2008 – November 26th. The annual rate of inflation in Iceland rises to a record high of 17.1 percent.

2008 – November 20th. Credit collapse numbs Icelanders. Some analysts are predicting that inflation will reach up to 30% this winter. Jobs are being lost at a rate of up to 5,000 a month. In a country whose entire population is only 300,000, the impact is huge. Many monthly mortgage payments doubled overnight when the value of the Icelandic Krona crashed.

2008 – November 20th. IMF approves loan to Iceland. Iceland becomes the first Western European nation to get an IMF loan since Britain in 1976.

2008 – November 15th. ‘The Big Chill”. Gigantic loans, it has been revealed, were taken out abroad by a few individuals and without the full knowledge of the Icelandic people. Now the nation seems to be responsible for having to pay them back….. And here is the nub. Iceland's banks borrowed more than $250,000 for every man, woman and child in Iceland, and placed an impossible burden on the modest reserves of the central bank in the event of default. And default they have. 23
2008 – November 3rd. Inflation in Iceland (caused by high levels of borrowing in the country and by large investment sums flowing in, in response to high interest rates) was exacerbated by the practice of the Central Bank of Iceland issuing liquidity loans to banks on the basis of newly-issued, uncovered bonds— effectively, printing money on demand.

2008 – October 28th. Icelandic Central Bank Raises Interest Rate to 18% from 12% due to problems in the country’s banking system.

2008 – October 20th. Iceland’s financial authorities formally announce the establishment of new Glitnir, Landsbanki, and Kaupthing banks. The old banks were taken over by the government two weeks previously as their condition had deteriorated due to the global credit crisis.

2008 – October 17th. Iceland Defaults Triggering More CDO Woes

2008 – October 15th. Iceland Cuts Interest Rates from Record High of 15.5% down to 12%.

2008 – October 9th.
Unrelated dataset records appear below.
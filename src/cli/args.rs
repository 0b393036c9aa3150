//! Command-line argument definitions.

use crate::core::AggregationMode;
use crate::io::output::OutputFormat;
use clap::{Parser, Subcommand};
use std::path::PathBuf;

/// Environment variable consulted for the lexicon path when neither
/// `--lexicon` nor the config file names one.
pub const LEXICON_ENV_VAR: &str = "ANEW_LEXICON";

#[derive(Parser, Debug)]
#[command(name = "anew-sentiment")]
#[command(about = "Per-sentence valence, arousal and dominance scoring with the ANEW lexicon", long_about = None)]
#[command(version)]
pub struct Cli {
    #[command(subcommand)]
    pub command: Commands,
}

#[derive(Subcommand, Debug)]
pub enum Commands {
    /// Score every sentence of one document or a directory of documents
    Analyze {
        /// Single text file to analyze
        #[arg(long, conflicts_with = "dir", required_unless_present = "dir")]
        file: Option<PathBuf>,

        /// Directory whose .txt files are analyzed
        #[arg(long)]
        dir: Option<PathBuf>,

        /// Existing directory that receives the output files
        #[arg(long)]
        out: PathBuf,

        /// Aggregation of matched word scores (overrides the config file)
        #[arg(long, value_enum)]
        mode: Option<AggregationMode>,

        /// Output format (overrides the config file)
        #[arg(short, long, value_enum)]
        format: Option<OutputFormat>,

        /// ANEW lexicon CSV (falls back to the config file, then $ANEW_LEXICON)
        #[arg(long)]
        lexicon: Option<PathBuf>,

        /// Newline-separated stopword list replacing the built-in English list
        #[arg(long)]
        stopwords: Option<PathBuf>,

        /// Configuration file (defaults to the nearest .anew.toml)
        #[arg(short, long)]
        config: Option<PathBuf>,

        /// Number of worker threads (0 = one per core)
        #[arg(short = 'j', long = "jobs", default_value = "0")]
        jobs: usize,

        /// Score sentences of each document in parallel
        #[arg(long)]
        parallel: bool,

        /// Disable colored terminal output
        #[arg(long)]
        plain: bool,

        /// Increase verbosity level (can be repeated: -v, -vv, -vvv)
        #[arg(short = 'v', long = "verbose", action = clap::ArgAction::Count)]
        verbosity: u8,

        /// Suppress progress bars and all logging below errors
        #[arg(short, long)]
        quiet: bool,
    },

    /// Write a default .anew.toml into the current directory
    Init {
        /// Overwrite an existing configuration file
        #[arg(short, long)]
        force: bool,
    },
}

pub fn parse_args() -> Cli {
    Cli::parse()
}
The Economist noted that Icelandic households took on a large amount of debt, equivalent to 213% of disposable income, which led to inflation.

2008 – October 8th. Britain uses anti-terror legislation against Iceland. Icelandic Government seizes the country’s largest bank, Kaupthing. The assets of Landsbanki were frozen by the British Government.
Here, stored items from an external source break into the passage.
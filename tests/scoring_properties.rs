//! Property-based tests for sentence scoring
//!
//! These tests verify invariants that should hold for all inputs:
//! - Reflecting a score twice returns the original value
//! - Mean and median agree on constant lists
//! - Labels depend only on the aggregated valence
//! - "N/A" appears exactly when nothing matched
//! - Sentence indices are contiguous from 1

use anew_sentiment::core::{reflect, SentimentLabel, TaggedToken};
use anew_sentiment::scoring::aggregate::{mean, median};
use anew_sentiment::{
    AggregationMode, DocumentAnalyzer, Lexicon, LexiconEntry, RuleLemmatizer,
    RuleSentenceSplitter, RuleTagger, SentenceScorer, StopwordSet,
};
use proptest::prelude::*;

const EPSILON: f64 = 1e-9;

fn lexicon() -> Lexicon {
    Lexicon::from_entries(vec![
        LexiconEntry::new("joy", 8.6, 7.2, 6.9),
        LexiconEntry::new("grief", 1.7, 4.8, 3.2),
        LexiconEntry::new("table", 5.2, 2.9, 5.5),
        LexiconEntry::new("storm", 4.9, 6.8, 4.0),
    ])
}

/// Raw tokens mixing lexicon words, stopwords, negators, unknown words and punctuation
fn token() -> impl Strategy<Value = String> {
    prop::sample::select(vec![
        "joy", "grief", "table", "storm", "the", "i", "not", "no", "n't", "window", "bright",
        ",", "!", "42",
    ])
    .prop_map(str::to_string)
}

fn sentence_word() -> impl Strategy<Value = &'static str> {
    prop::sample::select(vec!["joy", "grief", "table", "storm", "window", "bright"])
}

proptest! {
    #[test]
    fn prop_reflection_is_involutive(x in 1.0f64..9.0) {
        prop_assert!((reflect(reflect(x, 5.0), 5.0) - x).abs() < EPSILON);
    }

    #[test]
    fn prop_mean_and_median_agree_on_constant_lists(x in 1.0f64..9.0, n in 1usize..20) {
        let values = vec![x; n];
        let mean = mean(&values).unwrap();
        let median = median(&values).unwrap();
        prop_assert!((mean - median).abs() < EPSILON);
    }

    #[test]
    fn prop_label_is_determined_by_valence(v in 0.0f64..10.0) {
        let expected = if v > 6.0 {
            SentimentLabel::Positive
        } else if v < 4.0 {
            SentimentLabel::Negative
        } else {
            SentimentLabel::Neutral
        };
        prop_assert_eq!(SentimentLabel::classify(v, 6.0, 4.0), expected);
    }

    #[test]
    fn prop_result_invariants_hold(
        words in prop::collection::vec(token(), 0..12),
        median_mode in any::<bool>(),
    ) {
        let lexicon = lexicon();
        let stopwords = StopwordSet::english();
        let tagger = RuleTagger::new();
        let lemmatizer = RuleLemmatizer::new();
        let mode = if median_mode { AggregationMode::Median } else { AggregationMode::Mean };
        let scorer = SentenceScorer::new(&lexicon, &stopwords, &tagger, &lemmatizer)
            .with_mode(mode);

        let tokens: Vec<TaggedToken> = words.iter().map(|w| TaggedToken::new(w.as_str(), "JJ")).collect();
        let result = scorer.score_tokens(1, &words.join(" "), &tokens).unwrap();

        prop_assert!(result.matched_count() <= result.total_words());
        prop_assert_eq!(result.matched_count(), result.found_words.len());
        prop_assert_eq!(result.total_words(), result.all_words.len());
        prop_assert_eq!(result.has_matches(), result.scores.is_some());
        prop_assert_eq!(
            result.label == SentimentLabel::NotAvailable,
            result.matched_count() == 0
        );

        if let Some(scores) = result.scores {
            prop_assert_eq!(result.label, SentimentLabel::classify(scores.valence, 6.0, 4.0));
            for value in [scores.valence, scores.arousal, scores.dominance] {
                prop_assert!((1.0..=9.0).contains(&value));
            }
        }
    }

    #[test]
    fn prop_indices_are_contiguous(
        sentences in prop::collection::vec(prop::collection::vec(sentence_word(), 1..5), 1..15),
        parallel in any::<bool>(),
    ) {
        let lexicon = lexicon();
        let stopwords = StopwordSet::english();
        let tagger = RuleTagger::new();
        let lemmatizer = RuleLemmatizer::with_vocabulary(lexicon.words());
        let splitter = RuleSentenceSplitter::new();
        let analyzer = DocumentAnalyzer::new(
            &splitter,
            SentenceScorer::new(&lexicon, &stopwords, &tagger, &lemmatizer),
        )
        .with_parallel(parallel);

        let text = sentences
            .iter()
            .map(|words| {
                let sentence = words.join(" ");
                let mut chars = sentence.chars();
                let first = chars.next().map(|c| c.to_ascii_uppercase()).unwrap_or_default();
                format!("{}{}.", first, chars.as_str())
            })
            .collect::<Vec<_>>()
            .join(" ");

        let outcome = analyzer.analyze(&text).unwrap();
        let indices: Vec<usize> = outcome.sentences().iter().map(|r| r.index).collect();
        let expected: Vec<usize> = (1..=sentences.len()).collect();
        prop_assert_eq!(indices, expected);
    }
}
2008 – October 7th. Icelandic Government takes control of the country’s second and third largest banks - Landsbanki and Glitnir.

2008 – October 6th. Icelandic Government guarantees all deposits in local banks. Trading in Major Icelandic Shares Suspended.

2008 – October 5th. A rumour that Iceland is in danger of not being able to get food and oil due to the lack of credibility of its currency. Iceland’s currency is in free fall as inflation and interest rates rage upward.

2008 – September 29th. Icelandic Government takes large stake in the country’s third-largest bank, Glitnir. The bank ran into short-term funding problems.

2008 – September 22nd. Qatari Royal Buys Stake in Soon-to-Collapse Icelandic Bank

2008 – September. In the 12 months leading up to September 2008 the inflation rate in Iceland was 14% compared to a target of 2.5%. The Central Bank of Iceland held interest rates high (15.5%). Overseas investor money poured into the country in response, leading to monetary inflation. The money supply grew 56.5% in the twelve months to September 2008. This compared with 5.0% GDP growth.

2008 – May 19th. Scandinavians arrange emergency funds to keep hedge fund pirates from destroying Iceland.

2008 – March. The cost of private deposit insurance for deposits in Landsbanki and Kaupthing was already far higher (6–8½% of the sum deposited) than for other European banks.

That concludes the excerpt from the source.